**EXERCISE AIM**
The records follow. Filter them to the lines that hold "BTreeMap".

Start of DATA FOR PROCESSING

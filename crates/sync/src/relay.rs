//! Local bus between the store, peer connections and in-process observers
//!
//! Every bundle that lands in the store through a [`Relay`] (committed
//! locally, received from a peer, or written to a shared store directory by
//! another process) is offered to every open connection and then to every
//! registered callback. Each connection decides for itself whether its peer
//! still needs the bundle.
//!
//! The relay owns an [`EventLoop`]; [`Relay::run_for`] and friends drive it.
//! Connections and listeners created through the relay are announced to the
//! loop on its next iteration.
//!
//! # Reentrancy
//!
//! Callbacks run while the relay holds its callback list and must not apply
//! bundles or drive the loop themselves.

use std::collections::{BTreeMap, HashSet};
use std::net::SocketAddr;
use std::sync::atomic::{AtomicU64, Ordering};
use std::sync::{Arc, Weak};
use std::time::{Duration, Instant};

use parking_lot::Mutex;
use tracing::{debug, error, info, warn};

use gink_core::proto::{sync_message, ConnectRequest, SyncMessage};
use gink_core::{BundleInfo, BundleWrapper, Error, HasMap, Result};
use gink_storage::BundleStore;

use crate::connection::{allow_all, AuthFunc, Connection, ConnectionStats, SyncFunc};
use crate::listener::{Listener, DEFAULT_PORT};
use crate::looping::{Announced, EventLoop, FileNo, Finished, Selectable};
use crate::permissions::Permissions;
use crate::transport::{dial, Transport};

/// Registry key of the relay's own selectable; never a real descriptor.
const RELAY_FILENO: FileNo = -1;

/// Observer of every bundle applied through the relay.
pub type OnBundle = Box<dyn FnMut(&BundleWrapper) + Send>;

/// Identifies one connection of a relay.
#[derive(Debug, Clone, Copy, PartialEq, Eq, Hash, PartialOrd, Ord)]
pub struct ConnectionId(u64);

/// How accepted peers are treated.
#[derive(Clone)]
pub struct RelayOptions {
    /// Permissions for each connecting peer
    pub auth_func: AuthFunc,
    /// Greeting for each accepted peer; defaults to the store's chain heads
    pub sync_func: Option<SyncFunc>,
}

impl Default for RelayOptions {
    fn default() -> Self {
        RelayOptions {
            auth_func: allow_all(),
            sync_func: None,
        }
    }
}

struct Shared {
    store: Arc<dyn BundleStore>,
    auth_func: AuthFunc,
    sync_func: SyncFunc,
    connections: Mutex<BTreeMap<ConnectionId, Arc<Mutex<Connection>>>>,
    callbacks: Mutex<Vec<OnBundle>>,
    pending: Mutex<Announced>,
    not_acked: Mutex<HashSet<BundleInfo>>,
    event_loop: Mutex<EventLoop>,
    next_id: AtomicU64,
}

End of DATA FOR PROCESSING

**TASK RESULT**
use std::collections::{BTreeMap, HashSet};
    connections: Mutex<BTreeMap<ConnectionId, Arc<Mutex<Connection>>>>,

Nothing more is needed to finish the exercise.